▶ [What you have to do]
Produce as output only the lines below starting at the line with "slid into the" and continuing through the line with "pub fn contains(&self, track_id: &str)", each one exactly as written.

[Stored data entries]
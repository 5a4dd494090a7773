//! Transport, queue and enhancement commands

use crate::audio::{EQ_BANDS, PRESETS};
use crate::error::Result;
use crate::model::PlaybackState;

use super::input::{Command, EqCommand, FadeCommand, VizCommand};
use super::{AppController, format_track};

const VIZ_GLYPHS: [char; 8] = ['▁', '▂', '▃', '▄', '▅', '▆', '▇', '█'];

impl AppController {
    pub(crate) async fn playback_command(&self, command: Command) -> Result<String> {
        match command {
            Command::Play(index) => {
                let track = self.listed(index).await?;
                let line = format_track(&track);
                self.engine.play(track).await?;
                Ok(format!("Playing {}", line))
            }
            Command::Add(index) => {
                let track = self.listed(index).await?;
                let line = format_track(&track);
                self.engine.enqueue(track).await;
                Ok(format!("Queued {}", line))
            }
            Command::NextUp(index) => {
                let track = self.listed(index).await?;
                let line = format_track(&track);
                self.engine.play_next(track).await;
                Ok(format!("Up next: {}", line))
            }
            Command::Remove(index) => Ok(match self.engine.remove_from_queue(index).await? {
                Some(track) => format!("Removed {}", format_track(&track)),
                None => "No such queue position".to_string(),
            }),
            Command::Clear => {
                self.engine.clear_queue().await;
                Ok("Queue cleared".to_string())
            }
            Command::Queue => Ok(self.queue_text().await),
            Command::Next => {
                self.engine.next().await?;
                Ok(self.now_playing().await)
            }
            Command::Prev => {
                self.engine.previous().await?;
                Ok(self.now_playing().await)
            }
            Command::Pause => Ok(match self.engine.toggle_play_pause().await {
                PlaybackState::Paused => "Paused".to_string(),
                PlaybackState::Playing => "Playing".to_string(),
                _ => "Nothing to play".to_string(),
            }),
            Command::Seek(percent) => {
                self.engine.seek(percent).await;
                Ok(String::new())
            }
            Command::Volume(volume) => {
                let volume = self.engine.set_volume(volume).await;
                Ok(format!("Volume {:.0}%", volume * 100.0))
            }
            Command::Shuffle => Ok(format!(
                "Shuffle {}",
                if self.engine.toggle_shuffle().await { "on" } else { "off" }
            )),
            Command::Repeat => Ok(format!("Repeat {}", self.engine.cycle_repeat().await.label())),
            Command::PlayLiked => {
                self.engine.play_all_liked().await?;
                Ok(self.now_playing().await)
            }
            Command::Sleep(minutes) => Ok(match self.engine.set_sleep_timer(minutes).await {
                Some(_) => format!("Sleeping in {} min", minutes),
                None => "Sleep timer off".to_string(),
            }),
            Command::Eq(eq) => self.equalizer_command(eq).await,
            Command::Xfade(fade) => self.crossfade_command(fade).await,
            Command::Viz(viz) => Ok(self.visualizer_command(viz)),
            other => {
                tracing::error!(?other, "Command routed to playback handler");
                Ok(String::new())
            }
        }
    }

    async fn equalizer_command(&self, command: EqCommand) -> Result<String> {
        match command {
            EqCommand::Show => {}
            EqCommand::On => self.engine.set_equalizer_enabled(true).await?,
            EqCommand::Off => self.engine.set_equalizer_enabled(false).await?,
            EqCommand::Reset => self.engine.reset_equalizer().await?,
            EqCommand::Band { frequency, gain_db } => {
                if !self.engine.set_eq_band(frequency, gain_db).await? {
                    let bands: Vec<String> = EQ_BANDS.iter().map(u32::to_string).collect();
                    return Ok(format!("Bands are {} Hz", bands.join(", ")));
                }
            }
            EqCommand::Preset(id) => {
                if self.engine.apply_eq_preset(&id).await?.is_none() {
                    let names: Vec<&str> = PRESETS.iter().map(|p| p.id).collect();
                    return Ok(format!("Unknown preset. Try: {}", names.join(", ")));
                }
            }
        }

        let settings = self.engine.equalizer_settings()?;
        let gains: Vec<String> = EQ_BANDS
            .iter()
            .zip(settings.gains.iter())
            .map(|(freq, gain)| format!("{}:{:+.0}", freq, gain))
            .collect();
        Ok(format!(
            "EQ {} [{}] {}",
            if settings.enabled { "on" } else { "off" },
            settings.preset,
            gains.join(" ")
        ))
    }

    async fn crossfade_command(&self, command: FadeCommand) -> Result<String> {
        match command {
            FadeCommand::Show => {}
            FadeCommand::On => self.engine.set_crossfade(true).await?,
            FadeCommand::Off => self.engine.set_crossfade(false).await?,
            FadeCommand::Duration(seconds) => {
                self.engine.set_crossfade_duration(seconds).await?;
            }
        }
        let settings = self.engine.crossfade_settings()?;
        Ok(format!(
            "Crossfade {} ({:.1}s)",
            if settings.enabled { "on" } else { "off" },
            settings.duration().as_secs_f32()
        ))
    }

    fn visualizer_command(&self, command: VizCommand) -> String {
        let Some(visualizer) = &self.visualizer else {
            return "Visualizer is not available on this output".to_string();
        };
        match command {
            VizCommand::On => {
                visualizer.start();
                "Visualizer on".to_string()
            }
            VizCommand::Off => {
                visualizer.stop();
                "Visualizer off".to_string()
            }
            VizCommand::Bars(count) => format!("{} bars", visualizer.set_bar_count(count)),
            VizCommand::Sensitivity(value) => format!("Sensitivity {:.1}", visualizer.set_sensitivity(value)),
            VizCommand::Show if !visualizer.is_running() => "Visualizer is off".to_string(),
            VizCommand::Show => render_bars(&visualizer.latest().bars),
        }
    }

    async fn queue_text(&self) -> String {
        let (tracks, cursor) = self.engine.queue().await;
        if tracks.is_empty() {
            return "Queue is empty".to_string();
        }
        tracks
            .iter()
            .enumerate()
            .map(|(i, track)| {
                let marker = if i as isize == cursor { '>' } else { ' ' };
                format!("{}{:>3}. {}", marker, i + 1, format_track(track))
            })
            .collect::<Vec<_>>()
            .join("\n")
    }

    async fn now_playing(&self) -> String {
        match self.engine.current_track().await {
            Some(track) => format!("Playing {}", format_track(&track)),
            None => "Stopped".to_string(),
        }
    }
}

fn render_bars(bars: &[f32]) -> String {
    bars.iter()
        .map(|v| {
            let level = (v.clamp(0.0, 1.0) * (VIZ_GLYPHS.len() - 1) as f32).round() as usize;
            VIZ_GLYPHS[level]
        })
        .collect()
}
//! Output event listener

use tokio::sync::broadcast::error::RecvError;
use tokio::task::JoinHandle;

use crate::audio::OutputEvent;

use super::PlaybackEngine;

impl PlaybackEngine {
    /// Follow the output's event stream. End of the current track is the
    /// only automatic advance.
    pub fn start_output_listener(&self) -> JoinHandle<()> {
        let engine = self.clone();
        let mut events = self.output.subscribe();
        tracing::info!("Starting output event listener");

        tokio::spawn(async move {
            loop {
                match events.recv().await {
                    Ok(OutputEvent::EndOfTrack(source)) => {
                        tracing::debug!(?source, "OutputEvent::EndOfTrack");
                        if let Err(e) = engine.on_end_of_track(source).await {
                            tracing::warn!(error = %e, "Auto-advance failed");
                        }
                    }
                    Err(RecvError::Lagged(skipped)) => {
                        tracing::warn!(skipped, "Output listener fell behind");
                    }
                    Err(RecvError::Closed) => break,
                }
            }
            tracing::debug!("Output event listener stopped");
        })
    }
}

#[cfg(test)]
mod tests {
    use std::time::Duration;

    use crate::engine::testing::*;
    use crate::model::PlaybackState;

    #[tokio::test(start_paused = true)]
    async fn last_track_ending_goes_idle() {
        let h = Harness::new().await;
        h.stream("a");
        let listener = h.engine.start_output_listener();
        h.engine.play_all(vec![timed("a", 3)], 0).await.unwrap();

        tokio::time::advance(Duration::from_secs(3)).await;
        settle().await;

        assert_eq!(h.engine.state().await, PlaybackState::Idle);
        listener.abort();
    }

    #[tokio::test(start_paused = true)]
    async fn stale_end_of_track_is_ignored() {
        let h = Harness::new().await;
        h.stream("a");
        h.stream("b");
        h.engine.start_output_listener();
        h.engine.play_all(vec![timed("a", 3), timed("b", 300)], 0).await.unwrap();
        let first = h.current_source().await.unwrap();

        h.engine.on_end_of_track(first).await.unwrap();
        assert_eq!(h.current_id().await.as_deref(), Some("b"));

        h.engine.on_end_of_track(first).await.unwrap();
        assert_eq!(h.current_id().await.as_deref(), Some("b"));
        assert_eq!(h.engine.state().await, PlaybackState::Playing);
    }
}
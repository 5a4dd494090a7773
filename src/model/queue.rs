//! Ordered play queue with a cursor

use std::collections::HashSet;

use rand::Rng;

use super::track::TrackDescriptor;
use super::types::{AdvanceMode, RepeatMode};

/// Result of [`PlayQueue::advance`]
#[derive(Clone, Debug, PartialEq)]
pub enum Advance {
    /// Repeat-one: play the same track again from the start
    Restart(TrackDescriptor),
    /// The cursor moved; play this track
    Track(TrackDescriptor),
    /// Nothing left to play
    Exhausted,
}

/// Result of [`PlayQueue::remove_at`]
#[derive(Clone, Debug, PartialEq)]
pub enum Removal {
    /// Index was out of range
    NotFound,
    /// A non-current slot was removed
    Removed(TrackDescriptor),
    /// The current slot was removed. `next` is the track that slid into the
    /// cursor position, if any; the caller decides whether to play it.
    CurrentRemoved {
        removed: TrackDescriptor,
        next: Option<TrackDescriptor>,
    },
}

/// Queue of track descriptors.
///
/// `cursor` is -1 when nothing has been selected and otherwise always a
/// valid index.
#[derive(Clone, Debug)]
pub struct PlayQueue {
    tracks: Vec<TrackDescriptor>,
    cursor: isize,
}

impl Default for PlayQueue {
    fn default() -> Self {
        Self::new()
    }
}

impl PlayQueue {
    pub fn new() -> Self {
        Self {
            tracks: Vec::new(),
            cursor: -1,
        }
    }

    pub fn len(&self) -> usize {
        self.tracks.len()
    }

    pub fn is_empty(&self) -> bool {
        self.tracks.is_empty()
    }

    pub fn cursor(&self) -> isize {
        self.cursor
    }

    pub fn tracks(&self) -> &[TrackDescriptor] {
        &self.tracks
    }

    pub fn current(&self) -> Option<&TrackDescriptor> {
        usize::try_from(self.cursor).ok().and_then(|i| self.tracks.get(i))
    }

    /// Tracks after the cursor, in play order (ignores shuffle)
    pub fn upcoming(&self) -> &[TrackDescriptor] {
        let start = usize::try_from(self.cursor + 1).unwrap_or(0).min(self.tracks.len());
        &self.tracks[start..]
    }

    pub fn contains(&self, track_id: &str) -> bool {
        self.tracks.iter().any(|t| t.id == track_id)
    }

    pub fn enqueue(&mut self, track: TrackDescriptor) {
        self.tracks.push(track);
    }

    /// Insert right after the cursor (at the front when nothing is selected).
    pub fn play_next(&mut self, track: TrackDescriptor) {
        let at = usize::try_from(self.cursor + 1).unwrap_or(0).min(self.tracks.len());
        self.tracks.insert(at, track);
    }

    pub fn remove_at(&mut self, index: usize) -> Removal {
        if index >= self.tracks.len() {
            return Removal::NotFound;
        }

        let removed = self.tracks.remove(index);
        let index = index as isize;

        if index < self.cursor {
            self.cursor -= 1;
            Removal::Removed(removed)
        } else if index == self.cursor {
            self.cursor = self.cursor.min(self.tracks.len() as isize - 1);
            let next = if (index as usize) < self.tracks.len() {
                Some(self.tracks[index as usize].clone())
            } else {
                None
            };
            Removal::CurrentRemoved { removed, next }
        } else {
            Removal::Removed(removed)
        }
    }

    /// Truncate to nothing, or to just the current track.
    pub fn clear(&mut self, keep_current: bool) {
        let current = if keep_current { self.current().cloned() } else { None };
        match current {
            Some(track) => {
                self.tracks = vec![track];
                self.cursor = 0;
            }
            None => {
                self.tracks.clear();
                self.cursor = -1;
            }
        }
    }

    /// Replace the whole queue and select `start`.
    pub fn replace(&mut self, tracks: Vec<TrackDescriptor>, start: usize) -> Option<TrackDescriptor> {
        self.tracks = tracks;
        self.cursor = if start < self.tracks.len() { start as isize } else { -1 };
        self.current().cloned()
    }

    /// Start a new listening context from a track picked outside the queue:
    /// everything after the cursor is dropped, the track is appended and
    /// becomes current.
    pub fn start_context(&mut self, track: TrackDescriptor) {
        let keep = usize::try_from(self.cursor + 1).unwrap_or(0).min(self.tracks.len());
        self.tracks.truncate(keep);
        self.tracks.push(track);
        self.cursor = self.tracks.len() as isize - 1;
    }

    pub fn jump_to(&mut self, index: usize) -> Option<TrackDescriptor> {
        let track = self.tracks.get(index)?.clone();
        self.cursor = index as isize;
        Some(track)
    }

    /// Move the cursor back one slot, stopping at the first track.
    pub fn step_back(&mut self) -> Option<TrackDescriptor> {
        if self.tracks.is_empty() {
            return None;
        }
        self.cursor = (self.cursor - 1).max(0);
        self.current().cloned()
    }

    /// Pick the next cursor position.
    ///
    /// Evaluated in order: repeat-one restarts the current track, shuffle
    /// jumps to a uniformly random slot, otherwise the cursor moves forward.
    /// Falling off the end wraps under repeat-all and exhausts the queue
    /// otherwise.
    pub fn advance<R: Rng>(&mut self, mode: AdvanceMode, rng: &mut R) -> Advance {
        if self.tracks.is_empty() {
            return Advance::Exhausted;
        }

        if mode.repeat == RepeatMode::One {
            if let Some(track) = self.current() {
                return Advance::Restart(track.clone());
            }
        }

        let mut next = if mode.shuffle {
            rng.gen_range(0..self.tracks.len()) as isize
        } else {
            self.cursor + 1
        };

        if next >= self.tracks.len() as isize {
            if mode.repeat == RepeatMode::All {
                next = 0;
            } else {
                return Advance::Exhausted;
            }
        }

        self.cursor = next;
        Advance::Track(self.tracks[next as usize].clone())
    }

    /// Whether [`advance`](Self::advance) would move on to a track, without
    /// touching the cursor. A repeat-one restart does not count.
    pub fn has_following(&self, mode: AdvanceMode) -> bool {
        if self.tracks.is_empty() || (mode.repeat == RepeatMode::One && self.current().is_some()) {
            return false;
        }
        mode.shuffle || mode.repeat == RepeatMode::All || self.cursor + 1 < self.tracks.len() as isize
    }

    /// Append candidates whose id is not already queued. Returns how many
    /// were added.
    pub fn auto_extend(&mut self, related: impl IntoIterator<Item = TrackDescriptor>) -> usize {
        let mut known: HashSet<String> = self.tracks.iter().map(|t| t.id.clone()).collect();
        let before = self.tracks.len();
        for track in related {
            if known.insert(track.id.clone()) {
                self.tracks.push(track);
            }
        }
        self.tracks.len() - before
    }
}
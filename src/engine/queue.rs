//! Queue edits, shuffle and repeat

use crate::error::Result;
use crate::model::{Removal, RepeatMode, TrackDescriptor};

use super::PlaybackEngine;
use super::playback::Placement;

impl PlaybackEngine {
    /// Queue contents and cursor
    pub async fn queue(&self) -> (Vec<TrackDescriptor>, isize) {
        let s = self.state.lock().await;
        (s.queue.tracks().to_vec(), s.queue.cursor())
    }

    pub async fn upcoming(&self) -> Vec<TrackDescriptor> {
        self.state.lock().await.queue.upcoming().to_vec()
    }

    pub async fn enqueue(&self, track: TrackDescriptor) {
        let mut s = self.state.lock().await;
        tracing::debug!(track_id = %track.id, "Added to queue");
        s.queue.enqueue(track);
        self.emit_queue(&s);
    }

    pub async fn play_next(&self, track: TrackDescriptor) {
        let mut s = self.state.lock().await;
        tracing::debug!(track_id = %track.id, "Playing next");
        s.queue.play_next(track);
        self.emit_queue(&s);
    }

    /// Remove a queue slot.
    ///
    /// When the current slot goes, whatever slid into it starts playing; with
    /// nothing left at that position the engine stops.
    pub async fn remove_from_queue(&self, index: usize) -> Result<Option<TrackDescriptor>> {
        let (removed, follow_up) = {
            let mut s = self.state.lock().await;
            let removal = s.queue.remove_at(index);
            let outcome = match removal {
                Removal::NotFound => return Ok(None),
                Removal::Removed(track) => (track, None),
                Removal::CurrentRemoved { removed, next } if s.playback.is_active() => match next {
                    Some(next) => (removed, Some(next)),
                    None => {
                        self.halt(&mut s);
                        (removed, None)
                    }
                },
                Removal::CurrentRemoved { removed, .. } => (removed, None),
            };
            self.emit_queue(&s);
            outcome
        };
        tracing::debug!(track_id = %removed.id, index, "Removed from queue");

        if let Some(next) = follow_up {
            self.start_track(next, Placement::Queued).await?;
        }
        Ok(Some(removed))
    }

    /// Empty the queue, keeping the current track if one is playing.
    pub async fn clear_queue(&self) {
        let mut s = self.state.lock().await;
        let keep = s.playback.is_active();
        s.queue.clear(keep);
        self.emit_queue(&s);
    }

    /// Replace the queue and start at `start`.
    pub async fn play_all(&self, tracks: Vec<TrackDescriptor>, start: usize) -> Result<()> {
        let first = {
            let mut s = self.state.lock().await;
            let first = s.queue.replace(tracks, start);
            self.emit_queue(&s);
            first
        };
        match first {
            Some(track) => self.start_track(track, Placement::Queued).await.map(|_| ()),
            None => Ok(()),
        }
    }

    pub async fn play_from_queue(&self, index: usize) -> Result<()> {
        let track = {
            let mut s = self.state.lock().await;
            let track = s.queue.jump_to(index);
            if track.is_some() {
                self.emit_queue(&s);
            }
            track
        };
        match track {
            Some(track) => self.start_track(track, Placement::Queued).await.map(|_| ()),
            None => Ok(()),
        }
    }

    pub async fn play_all_liked(&self) -> Result<()> {
        let liked = self.likes.liked().await;
        if liked.is_empty() {
            self.events.notice("No liked songs to play");
            return Ok(());
        }
        tracing::info!(count = liked.len(), "Playing liked songs");
        self.play_all(liked, 0).await
    }

    pub async fn toggle_shuffle(&self) -> bool {
        let mut s = self.state.lock().await;
        s.mode.shuffle = !s.mode.shuffle;
        tracing::debug!(shuffle = s.mode.shuffle, "Shuffle toggled");
        s.mode.shuffle
    }

    /// Off -> all -> one -> off
    pub async fn cycle_repeat(&self) -> RepeatMode {
        let mut s = self.state.lock().await;
        s.mode.repeat = s.mode.repeat.next();
        tracing::debug!(repeat = s.mode.repeat.label(), "Repeat mode changed");
        s.mode.repeat
    }

    pub async fn set_repeat(&self, repeat: RepeatMode) {
        self.state.lock().await.mode.repeat = repeat;
    }

    /// Like or unlike the current track
    pub async fn toggle_like_current(&self) -> Option<bool> {
        let track = self.current_track().await?;
        Some(self.likes.toggle(&track).await)
    }
}

#[cfg(test)]
mod tests {
    use crate::engine::testing::*;
    use crate::events::EngineEvent;
    use crate::events::testing::drain;
    use crate::model::{PlaybackState, RepeatMode};

    #[tokio::test]
    async fn removing_earlier_slot_keeps_current_track() {
        let h = Harness::new().await;
        for id in ["a", "b", "c"] {
            h.stream(id);
        }
        h.engine.play_all(vec![track("a"), track("b"), track("c")], 1).await.unwrap();

        let removed = h.engine.remove_from_queue(0).await.unwrap();

        assert_eq!(removed.map(|t| t.id).as_deref(), Some("a"));
        assert_eq!(h.engine.queue().await.1, 0);
        assert_eq!(h.current_id().await.as_deref(), Some("b"));
    }

    #[tokio::test]
    async fn removing_current_slot_plays_the_track_that_slid_in() {
        let h = Harness::new().await;
        for id in ["a", "b", "c"] {
            h.stream(id);
        }
        h.engine.play_all(vec![track("a"), track("b"), track("c")], 0).await.unwrap();

        h.engine.remove_from_queue(2).await.unwrap();
        assert_eq!(h.engine.queue().await.1, 0);

        h.engine.remove_from_queue(0).await.unwrap();
        assert_eq!(h.engine.queue().await.1, 0);
        assert_eq!(h.current_id().await.as_deref(), Some("b"));
        assert_eq!(h.engine.state().await, PlaybackState::Playing);
    }

    #[tokio::test]
    async fn removing_last_current_slot_stops() {
        let h = Harness::new().await;
        h.stream("a");
        h.engine.play(track("a")).await.unwrap();

        h.engine.remove_from_queue(0).await.unwrap();

        assert_eq!(h.engine.state().await, PlaybackState::Idle);
        assert_eq!(h.engine.queue().await, (vec![], -1));
        assert!(h.engine.remove_from_queue(5).await.unwrap().is_none());
    }

    #[tokio::test]
    async fn clear_keeps_only_the_playing_track() {
        let h = Harness::new().await;
        for id in ["a", "b"] {
            h.stream(id);
        }
        h.engine.play_all(vec![track("a"), track("b")], 1).await.unwrap();
        h.engine.enqueue(track("c")).await;

        h.engine.clear_queue().await;

        assert_eq!(h.queue_ids().await, ["b"]);
        assert_eq!(h.engine.queue().await.1, 0);
    }

    #[tokio::test]
    async fn play_next_lands_after_cursor() {
        let h = Harness::new().await;
        for id in ["a", "b"] {
            h.stream(id);
        }
        h.engine.play_all(vec![track("a"), track("b")], 0).await.unwrap();

        h.engine.play_next(track("n")).await;
        h.engine.enqueue(track("z")).await;

        assert_eq!(h.queue_ids().await, ["a", "n", "b", "z"]);
        let upcoming: Vec<String> = h.engine.upcoming().await.into_iter().map(|t| t.id).collect();
        assert_eq!(upcoming, ["n", "b", "z"]);
    }

    #[tokio::test]
    async fn play_all_liked_needs_likes() {
        let mut h = Harness::new().await;

        h.engine.play_all_liked().await.unwrap();
        assert!(drain(&mut h.events).contains(&EngineEvent::Notice("No liked songs to play".into())));

        h.stream("x");
        h.stream("y");
        h.engine.likes.toggle(&track("x")).await;
        h.engine.likes.toggle(&track("y")).await;
        h.engine.play_all_liked().await.unwrap();

        assert_eq!(h.queue_ids().await, ["y", "x"]);
        assert_eq!(h.current_id().await.as_deref(), Some("y"));
    }

    #[tokio::test]
    async fn play_from_queue_jumps() {
        let h = Harness::new().await;
        for id in ["a", "b", "c"] {
            h.stream(id);
        }
        h.engine.play_all(vec![track("a"), track("b"), track("c")], 0).await.unwrap();

        h.engine.play_from_queue(2).await.unwrap();

        assert_eq!(h.current_id().await.as_deref(), Some("c"));
        assert_eq!(h.engine.snapshot().await.cursor, 2);
    }

    #[tokio::test]
    async fn repeat_cycles_and_shuffle_toggles() {
        let h = Harness::new().await;
        assert_eq!(h.engine.cycle_repeat().await, RepeatMode::All);
        assert_eq!(h.engine.cycle_repeat().await, RepeatMode::One);
        assert_eq!(h.engine.cycle_repeat().await, RepeatMode::Off);
        assert!(h.engine.toggle_shuffle().await);
        assert!(h.engine.snapshot().await.shuffle);
    }

    #[tokio::test]
    async fn repeat_all_wraps_to_start() {
        let h = Harness::new().await;
        for id in ["a", "b"] {
            h.stream(id);
        }
        h.engine.play_all(vec![track("a"), track("b")], 1).await.unwrap();
        h.engine.set_repeat(RepeatMode::All).await;

        h.engine.next().await.unwrap();

        assert_eq!(h.current_id().await.as_deref(), Some("a"));
        assert_eq!(h.engine.snapshot().await.cursor, 0);
    }

    #[tokio::test]
    async fn like_current_needs_a_track() {
        let h = Harness::new().await;
        assert_eq!(h.engine.toggle_like_current().await, None);

        h.stream("a");
        h.engine.play(track("a")).await.unwrap();
        assert_eq!(h.engine.toggle_like_current().await, Some(true));
        assert!(h.engine.likes.is_liked("a").await);
    }
}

▶ [Solution to this task]
    /// The current slot was removed. `next` is the track that slid into the
    /// cursor position, if any; the caller decides whether to play it.
    CurrentRemoved {
        removed: TrackDescriptor,
        next: Option<TrackDescriptor>,
    },
}

/// Queue of track descriptors.
///
/// `cursor` is -1 when nothing has been selected and otherwise always a
/// valid index.
#[derive(Clone, Debug)]
pub struct PlayQueue {
    tracks: Vec<TrackDescriptor>,
    cursor: isize,
}

impl Default for PlayQueue {
    fn default() -> Self {
        Self::new()
    }
}

impl PlayQueue {
    pub fn new() -> Self {
        Self {
            tracks: Vec::new(),
            cursor: -1,
        }
    }

    pub fn len(&self) -> usize {
        self.tracks.len()
    }

    pub fn is_empty(&self) -> bool {
        self.tracks.is_empty()
    }

    pub fn cursor(&self) -> isize {
        self.cursor
    }

    pub fn tracks(&self) -> &[TrackDescriptor] {
        &self.tracks
    }

    pub fn current(&self) -> Option<&TrackDescriptor> {
        usize::try_from(self.cursor).ok().and_then(|i| self.tracks.get(i))
    }

    /// Tracks after the cursor, in play order (ignores shuffle)
    pub fn upcoming(&self) -> &[TrackDescriptor] {
        let start = usize::try_from(self.cursor + 1).unwrap_or(0).min(self.tracks.len());
        &self.tracks[start..]
    }

    pub fn contains(&self, track_id: &str) -> bool {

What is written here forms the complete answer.